- [Exercise aim]: This task calls for every entry below to be repeated exactly.

[Stored data]
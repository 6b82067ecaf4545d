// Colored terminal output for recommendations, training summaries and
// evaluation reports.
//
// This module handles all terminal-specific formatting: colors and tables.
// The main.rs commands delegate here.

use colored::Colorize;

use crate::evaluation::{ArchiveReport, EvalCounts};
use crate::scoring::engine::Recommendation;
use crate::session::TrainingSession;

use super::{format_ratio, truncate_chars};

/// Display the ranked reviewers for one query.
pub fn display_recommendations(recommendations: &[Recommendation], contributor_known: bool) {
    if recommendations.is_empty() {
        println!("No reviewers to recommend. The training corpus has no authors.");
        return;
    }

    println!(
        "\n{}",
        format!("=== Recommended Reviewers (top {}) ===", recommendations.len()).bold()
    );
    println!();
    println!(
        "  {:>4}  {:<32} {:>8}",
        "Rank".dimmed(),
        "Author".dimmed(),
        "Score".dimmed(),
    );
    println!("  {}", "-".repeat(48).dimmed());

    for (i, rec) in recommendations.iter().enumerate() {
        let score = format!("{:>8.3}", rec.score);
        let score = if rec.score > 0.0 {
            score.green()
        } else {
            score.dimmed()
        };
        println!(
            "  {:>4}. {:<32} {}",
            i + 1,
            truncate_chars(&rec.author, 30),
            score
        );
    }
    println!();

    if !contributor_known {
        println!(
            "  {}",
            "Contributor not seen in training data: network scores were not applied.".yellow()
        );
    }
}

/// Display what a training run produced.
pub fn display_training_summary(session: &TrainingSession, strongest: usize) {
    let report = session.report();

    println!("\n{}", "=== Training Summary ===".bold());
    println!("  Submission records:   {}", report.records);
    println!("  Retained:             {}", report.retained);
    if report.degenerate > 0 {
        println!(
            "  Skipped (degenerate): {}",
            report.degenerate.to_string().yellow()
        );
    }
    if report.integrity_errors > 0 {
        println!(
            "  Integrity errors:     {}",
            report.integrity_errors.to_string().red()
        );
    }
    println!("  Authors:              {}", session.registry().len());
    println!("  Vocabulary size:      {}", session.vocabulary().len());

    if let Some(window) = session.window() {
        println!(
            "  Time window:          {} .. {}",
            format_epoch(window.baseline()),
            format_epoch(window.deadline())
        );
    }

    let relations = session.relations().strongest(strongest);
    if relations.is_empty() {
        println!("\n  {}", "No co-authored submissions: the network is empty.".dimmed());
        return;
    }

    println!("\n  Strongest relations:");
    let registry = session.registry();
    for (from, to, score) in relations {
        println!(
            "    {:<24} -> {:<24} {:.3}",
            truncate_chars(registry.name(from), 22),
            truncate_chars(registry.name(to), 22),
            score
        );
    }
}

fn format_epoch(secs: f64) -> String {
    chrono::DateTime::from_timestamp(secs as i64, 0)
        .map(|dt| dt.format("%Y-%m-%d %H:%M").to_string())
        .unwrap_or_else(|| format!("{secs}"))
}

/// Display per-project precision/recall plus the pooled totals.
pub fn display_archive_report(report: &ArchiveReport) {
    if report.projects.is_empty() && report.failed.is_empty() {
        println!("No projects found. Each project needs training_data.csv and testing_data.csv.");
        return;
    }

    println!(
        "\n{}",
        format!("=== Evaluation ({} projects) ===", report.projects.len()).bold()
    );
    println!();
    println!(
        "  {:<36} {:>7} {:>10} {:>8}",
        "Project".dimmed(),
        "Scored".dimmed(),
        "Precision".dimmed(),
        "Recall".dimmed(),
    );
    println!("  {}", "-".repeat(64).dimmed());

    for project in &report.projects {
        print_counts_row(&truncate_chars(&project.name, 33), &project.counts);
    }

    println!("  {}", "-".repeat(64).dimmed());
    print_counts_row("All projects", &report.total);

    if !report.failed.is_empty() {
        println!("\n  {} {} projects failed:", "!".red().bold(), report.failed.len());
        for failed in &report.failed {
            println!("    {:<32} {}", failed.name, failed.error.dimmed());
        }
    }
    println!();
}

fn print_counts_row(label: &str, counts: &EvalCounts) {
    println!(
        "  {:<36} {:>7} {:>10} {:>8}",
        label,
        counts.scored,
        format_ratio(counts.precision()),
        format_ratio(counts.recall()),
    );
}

- [Exercise result]:
repository 6b82067ecaf4545d
// Colored terminal output for recommendations, training summaries and
// evaluation reports.
//
// This module handles all terminal-specific formatting: colors and tables.
// The main.rs commands delegate here.

use colored::Colorize;

use crate::evaluation::{ArchiveReport, EvalCounts};
use crate::scoring::engine::Recommendation;
use crate::session::TrainingSession;

use super::{format_ratio, truncate_chars};

/// Display the ranked reviewers for one query.
pub fn display_recommendations(recommendations: &[Recommendation], contributor_known: bool) {
    if recommendations.is_empty() {
        println!("No reviewers to recommend. The training corpus has no authors.");
        return;
    }

    println!(
        "\n{}",
        format!("=== Recommended Reviewers (top {}) ===", recommendations.len()).bold()
    );
    println!();
    println!(
        "  {:>4}  {:<32} {:>8}",
        "Rank".dimmed(),
        "Author".dimmed(),
        "Score".dimmed(),
    );
    println!("  {}", "-".repeat(48).dimmed());

    for (i, rec) in recommendations.iter().enumerate() {
        let score = format!("{:>8.3}", rec.score);
        let score = if rec.score > 0.0 {
            score.green()
        } else {
            score.dimmed()
        };
        println!(
            "  {:>4}. {:<32} {}",
            i + 1,
            truncate_chars(&rec.author, 30),
            score
        );
    }
    println!();

    if !contributor_known {
        println!(
            "  {}",
            "Contributor not seen in training data: network scores were not applied.".yellow()
        );
    }
}

/// Display what a training run produced.
pub fn display_training_summary(session: &TrainingSession, strongest: usize) {
    let report = session.report();

    println!("\n{}", "=== Training Summary ===".bold());
    println!("  Submission records:   {}", report.records);
    println!("  Retained:             {}", report.retained);
    if report.degenerate > 0 {
        println!(
            "  Skipped (degenerate): {}",
            report.degenerate.to_string().yellow()
        );
    }
    if report.integrity_errors > 0 {
        println!(
            "  Integrity errors:     {}",
            report.integrity_errors.to_string().red()
        );
    }
    println!("  Authors:              {}", session.registry().len());
    println!("  Vocabulary size:      {}", session.vocabulary().len());

    if let Some(window) = session.window() {
        println!(
            "  Time window:          {} .. {}",
            format_epoch(window.baseline()),
            format_epoch(window.deadline())
        );
    }

    let relations = session.relations().strongest(strongest);
    if relations.is_empty() {
        println!("\n  {}", "No co-authored submissions: the network is empty.".dimmed());
        return;
    }

    println!("\n  Strongest relations:");
    let registry = session.registry();
    for (from, to, score) in relations {
        println!(
            "    {:<24} -> {:<24} {:.3}",
            truncate_chars(registry.name(from), 22),
            truncate_chars(registry.name(to), 22),
            score
        );
    }
}

fn format_epoch(secs: f64) -> String {
    chrono::DateTime::from_timestamp(secs as i64, 0)
        .map(|dt| dt.format("%Y-%m-%d %H:%M").to_string())
        .unwrap_or_else(|| format!("{secs}"))
}

/// Display per-project precision/recall plus the pooled totals.
pub fn display_archive_report(report: &ArchiveReport) {
    if report.projects.is_empty() && report.failed.is_empty() {
        println!("No projects found. Each project needs training_data.csv and testing_data.csv.");
        return;
    }

    println!(
        "\n{}",
        format!("=== Evaluation ({} projects) ===", report.projects.len()).bold()
    );
    println!();
    println!(
        "  {:<36} {:>7} {:>10} {:>8}",
        "Project".dimmed(),
        "Scored".dimmed(),
        "Precision".dimmed(),
        "Recall".dimmed(),
    );
    println!("  {}", "-".repeat(64).dimmed());

    for project in &report.projects {
        print_counts_row(&truncate_chars(&project.name, 33), &project.counts);
    }

    println!("  {}", "-".repeat(64).dimmed());
    print_counts_row("All projects", &report.total);

    if !report.failed.is_empty() {
        println!("\n  {} {} projects failed:", "!".red().bold(), report.failed.len());
        for failed in &report.failed {
            println!("    {:<32} {}", failed.name, failed.error.dimmed());
        }
    }
    println!();
}

fn print_counts_row(label: &str, counts: &EvalCounts) {
    println!(
        "  {:<36} {:>7} {:>10} {:>8}",
        label,
        counts.scored,
        format_ratio(counts.precision()),
        format_ratio(counts.recall()),
    );
}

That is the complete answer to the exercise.